# Heat equation with heat radiation and heat transfer

If I want to calculate steady temperature distribution on a one-dimensional stick, and I need to consider both the heat radiation and heat transfer, then my equation will be in the form: $$\frac{\partial ^2 T}{\partial x^2}=A(T^4-T_{env}^4) + B(T-T_{env}).$$

$T_{env}$ is the environment temperature which varies at different places.

Is there any algorithm that can solve this kind of equation numerically? Most of numerical algorithms focus on equation like $H\phi=a\phi$.
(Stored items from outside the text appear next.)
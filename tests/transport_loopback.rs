use std::thread;
use teb::{EbClient, EbServer, Fabric, ImmData, Region, TransportError};

const TMO: u64 = 5_000;

fn prepared_pair(
    fabric: &Fabric,
    port: u16,
    num_buffers: usize,
    region_size: usize,
) -> (EbServer, EbClient, usize, usize) {
    let mut server = EbServer::new(0);
    server.initialize(fabric, "127.0.0.1", port, 1).expect("listen");

    let fabric2 = fabric.clone();
    let client_side = thread::spawn(move || {
        let mut client = EbClient::new(0);
        let li = client
            .connect(&fabric2, "127.0.0.1", port, TMO)
            .expect("connect");
        let source = Region::new(64).expect("source region");
        client
            .link_mut(li)
            .prepare_poster(7, &source, TMO)
            .expect("prepare poster");
        (client, li)
    });

    let si = server.connect_link(TMO).expect("accept");
    server
        .link_mut(si)
        .prepare_pender(1, region_size, num_buffers, TMO)
        .expect("prepare pender");
    let (client, li) = client_side.join().expect("client thread");

    (server, client, si, li)
}

#[test]
fn post_lands_bytes_and_immediate() {
    let fabric = Fabric::new();
    let (mut server, client, si, li) = prepared_pair(&fabric, 9000, 4, 256);

    for _ in 0..4 {
        server.link(si).post_comp_recv().expect("credit");
    }

    let payload = [0xaau8; 16];
    let imm = ImmData::value(ImmData::BUFFER | ImmData::RESPONSE, 7, 3);
    client.link(li).post(&payload, 32, imm).expect("post");

    let got = server.pend(TMO).expect("completion");
    assert_eq!(got, imm);
    assert_eq!(ImmData::src(got), 7);
    assert_eq!(ImmData::idx(got), 3);

    let bytes = server.link(si).local_region().expect("region").read(32, 16);
    assert_eq!(bytes, payload);

    // Peer ids were exchanged during prepare.
    assert_eq!(server.link(si).id(), 7);
    assert_eq!(client.link(li).id(), 1);
}

#[test]
fn posting_without_credit_fails_and_leaves_region_untouched() {
    let fabric = Fabric::new();
    let (server, client, si, li) = prepared_pair(&fabric, 9001, 2, 128);

    // No credits posted: the retry budget expires.
    let err = client
        .link(li)
        .post(&[1, 2, 3], 0, ImmData::value(ImmData::BUFFER, 7, 0))
        .expect_err("no credit");
    assert_eq!(err, TransportError::QueueFull);
    assert_eq!(
        server.link(si).local_region().expect("region").read(0, 3),
        vec![0, 0, 0]
    );
}

#[test]
fn out_of_region_posts_return_the_credit() {
    let fabric = Fabric::new();
    let (server, client, si, li) = prepared_pair(&fabric, 9002, 1, 16);

    server.link(si).post_comp_recv().expect("credit");
    let err = client
        .link(li)
        .post(&[0u8; 32], 0, ImmData::value(ImmData::BUFFER, 7, 0))
        .expect_err("oversized write");
    assert!(matches!(err, TransportError::OutOfRegion { .. }));

    // The credit came back, so a well-formed post still succeeds.
    client
        .link(li)
        .post(&[0u8; 8], 0, ImmData::value(ImmData::BUFFER, 7, 0))
        .expect("post after failed write");
}

#[test]
fn pend_switches_between_wait_and_poll_modes() {
    let fabric = Fabric::new();
    let (mut server, client, si, li) = prepared_pair(&fabric, 9003, 8, 128);
    for _ in 0..8 {
        server.link(si).post_comp_recv().expect("credit");
    }

    // Empty poll arms wait mode and returns immediately.
    let start = std::time::Instant::now();
    assert!(matches!(server.pend(200), Err(TransportError::Timeout(0))));
    assert!(start.elapsed().as_millis() < 100);

    // Armed wait observes a post made from another thread.
    let link = client.link(li);
    link.post(&[1u8; 4], 0, ImmData::value(ImmData::BUFFER, 7, 0))
        .expect("post");
    let got = server.pend(2_000).expect("waited completion");
    assert_eq!(ImmData::idx(got), 0);

    // A successful wait flips the server back to poll mode: the next
    // idle pend returns without blocking.
    let start = std::time::Instant::now();
    assert!(matches!(server.pend(2_000), Err(TransportError::Timeout(0))));
    assert!(start.elapsed().as_millis() < 100);
}

#[test]
fn check_eq_reports_disconnect_only_when_links_die() {
    let fabric = Fabric::new();
    let (mut server, mut client, _si, _li) = prepared_pair(&fabric, 9004, 1, 64);

    assert!(server.check_eq().is_ok());
    client.shutdown();
    assert_eq!(server.check_eq(), Err(TransportError::NotConnected));

    server.shutdown();
    assert_eq!(server.check_eq(), Err(TransportError::NotConnected));
}

#[test]
fn connect_times_out_without_a_listener() {
    let fabric = Fabric::new();
    let mut client = EbClient::new(0);
    let err = client
        .connect(&fabric, "127.0.0.1", 9005, 50)
        .expect_err("no listener");
    assert!(matches!(err, TransportError::NoListener(_)));
}
//! Sorts arriving contributions by pulse id, aggregates them by event,
//! and releases completed events strictly in pulse-id order.

use crate::config::params::{BATCH_DURATION, MAX_BATCHES, MAX_ENTRIES, MAX_LATENCY, NUM_READOUT_GROUPS};
use crate::dgram::Dgram;
use crate::eb::event::EbEvent;
use std::collections::{BTreeMap, VecDeque};
use std::sync::atomic::{AtomicU64, Ordering};
use std::sync::Arc;

/// Bounded epoch pool depth.
pub const EPOCH_POOL_DEPTH: usize = MAX_BATCHES;
/// Bounded event pool depth.
pub const EVENT_POOL_DEPTH: usize = MAX_BATCHES * MAX_ENTRIES;

const EPOCH_MASK: u64 = !(BATCH_DURATION - 1);

#[derive(Default)]
struct Epoch {
    events: BTreeMap<u64, EbEvent>,
}

/// Ordered collection of in-flight events keyed by pulse id, bucketed by
/// epoch. Completed events flush as a contiguous prefix; an incomplete
/// head is promoted once the newest pulse runs far enough ahead.
pub struct EventBuilder {
    epochs: BTreeMap<u64, Epoch>,
    ready: VecDeque<EbEvent>,
    contributors: u64,
    contractors: [u64; NUM_READOUT_GROUPS],
    receivers: [u64; NUM_READOUT_GROUPS],
    last_flushed: Option<u64>,
    newest: u64,
    timeout_pulses: u64,
    live_events: usize,
    verbose: u32,
    epoch_alloc: Arc<AtomicU64>,
    epoch_free: Arc<AtomicU64>,
    event_alloc: Arc<AtomicU64>,
    event_free: Arc<AtomicU64>,
    duplicates: u64,
    out_of_order: u64,
}

impl EventBuilder {
    pub fn new(verbose: u32) -> Self {
        Self {
            epochs: BTreeMap::new(),
            ready: VecDeque::new(),
            contributors: 0,
            contractors: [0; NUM_READOUT_GROUPS],
            receivers: [0; NUM_READOUT_GROUPS],
            last_flushed: None,
            newest: 0,
            timeout_pulses: MAX_LATENCY,
            live_events: 0,
            verbose,
            epoch_alloc: Arc::new(AtomicU64::new(0)),
            epoch_free: Arc::new(AtomicU64::new(0)),
            event_alloc: Arc::new(AtomicU64::new(0)),
            event_free: Arc::new(AtomicU64::new(0)),
            duplicates: 0,
            out_of_order: 0,
        }
    }

    /// Overrides the stale-promotion distance, in pulse units.
    pub fn with_timeout(mut self, pulses: u64) -> Self {
        self.timeout_pulses = pulses;
        self
    }

    /// Installs the per-group contract and receiver masks for the run.
    pub fn configure(
        &mut self,
        contributors: u64,
        contractors: [u64; NUM_READOUT_GROUPS],
        receivers: [u64; NUM_READOUT_GROUPS],
    ) {
        self.contributors = contributors;
        self.contractors = contractors;
        self.receivers = receivers;
        self.last_flushed = None;
        self.newest = 0;
    }

    /// Folds one arriving contribution into the table and flushes any
    /// newly releasable prefix.
    pub fn deliver(&mut self, src: u32, imm: u64, dg: Dgram) {
        let pid = dg.pulse_id.value();
        if let Some(last) = self.last_flushed {
            if pid <= last {
                self.out_of_order += 1;
                if self.verbose > 0 {
                    eprintln!("EventBuilder: dropped out-of-order contribution, pid {pid:014x} <= {last:014x}");
                }
                return;
            }
        }
        if pid > self.newest {
            self.newest = pid;
        }

        let epoch_key = pid & EPOCH_MASK;
        if !self.epochs.contains_key(&epoch_key) {
            if self.epochs.len() >= EPOCH_POOL_DEPTH {
                eprintln!(
                    "EventBuilder: epoch pool exhausted at {} epochs",
                    self.epochs.len()
                );
                std::process::abort();
            }
            self.epochs.insert(epoch_key, Epoch::default());
            self.epoch_alloc.fetch_add(1, Ordering::Relaxed);
        }
        let epoch = self.epochs.get_mut(&epoch_key).unwrap();

        match epoch.events.get_mut(&pid) {
            Some(event) => {
                if !event.add(src, dg) {
                    self.duplicates += 1;
                }
            }
            None => {
                if self.live_events >= EVENT_POOL_DEPTH {
                    eprintln!(
                        "EventBuilder: event pool exhausted at {} events",
                        self.live_events
                    );
                    std::process::abort();
                }
                let is_event = dg.pulse_id.is_event();
                let group = dg.pulse_id.readout_group() as usize;
                // Transitions complete against the full contributor set.
                let (contract, receivers) = if is_event {
                    (self.contractors[group], self.receivers[group])
                } else {
                    (self.contributors, self.contributors)
                };
                let event = EbEvent::new(dg, imm, contract, receivers, src);
                epoch.events.insert(pid, event);
                self.live_events += 1;
                self.event_alloc.fetch_add(1, Ordering::Relaxed);
            }
        }

        self.flush();
    }

    /// Next completed event, in pulse-id order.
    pub fn pop_ready(&mut self) -> Option<EbEvent> {
        self.ready.pop_front()
    }

    fn flush(&mut self) {
        loop {
            let Some((&epoch_key, epoch)) = self.epochs.iter_mut().next() else {
                return;
            };
            let Some((&pid, head)) = epoch.events.iter().next() else {
                self.epochs.remove(&epoch_key);
                self.epoch_free.fetch_add(1, Ordering::Relaxed);
                continue;
            };
            let complete = head.is_complete();
            let stale = !complete && self.newest.saturating_sub(pid) > self.timeout_pulses;
            if !complete && !stale {
                return;
            }
            let mut event = epoch.events.remove(&pid).unwrap();
            if stale {
                event.promote_stale();
                if self.verbose > 0 {
                    eprintln!(
                        "EventBuilder: promoted stale event, pid {pid:014x}, missing {:016x}",
                        event.missing()
                    );
                }
            }
            if epoch.events.is_empty() {
                self.epochs.remove(&epoch_key);
                self.epoch_free.fetch_add(1, Ordering::Relaxed);
            }
            self.last_flushed = Some(pid);
            self.live_events -= 1;
            self.event_free.fetch_add(1, Ordering::Relaxed);
            self.ready.push_back(event);
        }
    }

    /// Shutdown path: release every remaining complete event and discard
    /// the incomplete ones holding the line.
    pub fn drain(&mut self) {
        self.flush();
        let epochs = std::mem::take(&mut self.epochs);
        for (_, epoch) in epochs {
            for (pid, event) in epoch.events {
                self.live_events -= 1;
                self.event_free.fetch_add(1, Ordering::Relaxed);
                if event.is_complete() {
                    self.last_flushed = Some(pid);
                    self.ready.push_back(event);
                }
            }
            self.epoch_free.fetch_add(1, Ordering::Relaxed);
        }
    }

    pub fn epoch_alloc_cnt(&self) -> Arc<AtomicU64> {
        self.epoch_alloc.clone()
    }

    pub fn epoch_free_cnt(&self) -> Arc<AtomicU64> {
        self.epoch_free.clone()
    }

    pub fn event_alloc_cnt(&self) -> Arc<AtomicU64> {
        self.event_alloc.clone()
    }

    pub fn event_free_cnt(&self) -> Arc<AtomicU64> {
        self.event_free.clone()
    }

    /// Contributions rejected as duplicates.
    pub fn duplicates(&self) -> u64 {
        self.duplicates
    }

    /// Contributions rejected as older than the flushed horizon.
    pub fn out_of_order(&self) -> u64 {
        self.out_of_order
    }
}
//! Command-line surface of the trigger builder daemon.

use crate::app::collection::{HttpCollectionTransport, TebApp};
use crate::app::decide::DecideRegistry;
use crate::config::db::HttpConfigDb;
use crate::config::params::EbParams;
use crate::observability::stats::{HttpStatsSink, StatsMonitor};
use crate::runtime::affinity::pin_thread;
use crate::runtime::signals::install_sigint;
use crate::transport::fabric::Fabric;
use thiserror::Error;

/// Default run-time monitoring port.
pub const RTMON_PORT_BASE: u16 = 5559;
/// Default monitoring period in seconds.
pub const RTMON_PERIOD_S: u64 = 1;

#[derive(Debug, Error)]
pub enum CliError {
    #[error("Missing '{0}' parameter")]
    MissingRequired(&'static str),
    #[error("Flag '{0}' requires a value")]
    MissingValue(&'static str),
    #[error("Bad value '{value}' for flag '{flag}'")]
    BadValue { flag: &'static str, value: String },
    #[error("{0}")]
    Help(String),
}

/// Parsed command-line options.
#[derive(Debug, Clone)]
pub struct CliOptions {
    pub coll_srv: String,
    pub rtmon_host: String,
    pub rtmon_port: u16,
    pub rtmon_period_s: u64,
    pub prms: EbParams,
}

pub fn usage(name: &str) -> String {
    format!(
        "Usage:\n  {name} [OPTIONS]\n\nTrigger Event Builder application\n\nOptions:\n  \
         -C <address>        Collection server (required)\n  \
         -p <partition>      Partition number (required)\n  \
         -A <interface_addr> IP address of the interface to use\n  \
         -Z <address>        Run-time monitoring server host (required)\n  \
         -R <port>           Run-time monitoring server port (default: {RTMON_PORT_BASE})\n  \
         -m <seconds>        Run-time monitoring period (default: {RTMON_PERIOD_S})\n  \
         -1 <core>           Core number for pinning the App thread\n  \
         -2 <core>           Core number for pinning other threads\n  \
         -u <alias>          Alias for the teb process (required)\n  \
         -v                  Enable debugging output (repeat for more detail)\n  \
         -h                  Display this help output"
    )
}

/// Parses the argument vector. Required flags missing or malformed values
/// surface as errors the caller turns into exit code 1.
pub fn parse_args(args: impl IntoIterator<Item = String>) -> Result<CliOptions, CliError> {
    let mut args = args.into_iter();
    let name = args.next().unwrap_or_else(|| "teb".to_string());

    let mut coll_srv = None;
    let mut rtmon_host = None;
    let mut rtmon_port = RTMON_PORT_BASE;
    let mut rtmon_period_s = RTMON_PERIOD_S;
    let mut prms = EbParams::default();

    fn value(
        args: &mut impl Iterator<Item = String>,
        flag: &'static str,
    ) -> Result<String, CliError> {
        args.next().ok_or(CliError::MissingValue(flag))
    }

    fn number<T: std::str::FromStr>(flag: &'static str, raw: String) -> Result<T, CliError> {
        raw.parse()
            .map_err(|_| CliError::BadValue { flag, value: raw })
    }

    while let Some(arg) = args.next() {
        match arg.as_str() {
            "-C" => coll_srv = Some(value(&mut args, "-C")?),
            "-p" => prms.partition = number("-p", value(&mut args, "-p")?)?,
            "-A" => prms.if_addr = value(&mut args, "-A")?,
            "-Z" => rtmon_host = Some(value(&mut args, "-Z")?),
            "-R" => rtmon_port = number("-R", value(&mut args, "-R")?)?,
            "-m" => rtmon_period_s = number("-m", value(&mut args, "-m")?)?,
            "-1" => prms.core[0] = number("-1", value(&mut args, "-1")?)?,
            "-2" => prms.core[1] = number("-2", value(&mut args, "-2")?)?,
            "-u" => prms.alias = value(&mut args, "-u")?,
            "-v" => prms.verbose += 1,
            "-h" | "-?" => return Err(CliError::Help(usage(&name))),
            _ => return Err(CliError::Help(usage(&name))),
        }
    }

    if prms.partition == u32::MAX {
        return Err(CliError::MissingRequired("-p <partition number>"));
    }
    let coll_srv = coll_srv.ok_or(CliError::MissingRequired("-C <collection server>"))?;
    let rtmon_host = rtmon_host.ok_or(CliError::MissingRequired("-Z <run-time monitoring host>"))?;
    if prms.alias.is_empty() {
        return Err(CliError::MissingRequired("-u <alias>"));
    }

    Ok(CliOptions {
        coll_srv,
        rtmon_host,
        rtmon_port,
        rtmon_period_s,
        prms,
    })
}

/// Daemon entry point: wire the fabric, metrics, registry, and
/// coordinator client, then dispatch until the bus closes.
pub fn run() -> anyhow::Result<()> {
    let opts = match parse_args(std::env::args()) {
        Ok(opts) => opts,
        Err(err) => {
            eprintln!("{err}");
            std::process::exit(1);
        }
    };

    pin_thread(opts.prms.core[1]);

    let fabric = Fabric::new();
    let sink = HttpStatsSink::new(&opts.rtmon_host, opts.rtmon_port)?;
    let smon = StatsMonitor::new(opts.rtmon_period_s, Box::new(sink));
    smon.startup();

    let registry = DecideRegistry::with_builtins();
    let configdb = HttpConfigDb::new(format!("http://{}/configdb", opts.coll_srv))?;
    let transport = HttpCollectionTransport::new(
        format!("http://{}", opts.coll_srv),
        "teb",
        std::process::id() as u64,
    )?;

    let mut app = TebApp::new(
        Box::new(transport),
        fabric,
        smon.clone(),
        registry,
        Box::new(configdb),
        opts.prms,
    )?;
    install_sigint(&app.running());

    app.run()?;

    smon.shutdown();
    Ok(())
}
Suppose you have 5 cells with 1 ghost cell (related to your particular boundary conditions, whatever they may be) on either side. In this case, you can write your steady-state heat equation as \begin{align} T_0-2T_1+T_2 &= dx^2\,f(T_1)\\ T_1-2T_2+T_3 &= dx^2\,f(T_2)\\ T_2-2T_3+T_4 &= dx^2\,f(T_3)\tag{1}\\ T_3-2T_4+T_5 &= dx^2\,f(T_4)\\ T_4-2T_5+T_6 &= dx^2\,f(T_5)\\ \end{align} where $$f(T_i)=A\left(T_i^4-T_{ext}^4\right) + B\left(T_i-T_{ext}\right)\tag{2}$$ Equation (1) can be expressed as the matrix operation $$\left(\begin{array}{ccccc}1 & -2 & 1 & 0 & 0 &0&0\\ 0 & 1 & -2 & 1 & 0 &0&0\\ 0 & 0 & 1 & -2 & 1 &0&0\\ 0& 0 & 0 & 1 & -2 & 1 &0\\ 0&0& 0 & 0 & 1 & -2 & 1 \\ \end{array}\right)\left(\begin{array}{c}T_0\\T_1\\T_2\\T_3\\T_4\\T_5\\T_6\end{array}\right)=dx^2\left(\begin{array}{c}f(T_0)\\f(T_1)\\f(T_2)\\f(T_3)\\f(T_4)\\f(T_5)\\f(T_6)\end{array}\right)$$ This means that your equation really takes the form, $$\mathbb A\mathbf T=\mathbf b$$ where $\mathbb A$ is a tridiagonal matrix, $\mathbf T$ are your temperatures and $\mathbf b=f(\mathbf T)$ a vector of Equation (2). This is effectively a system of linear equations.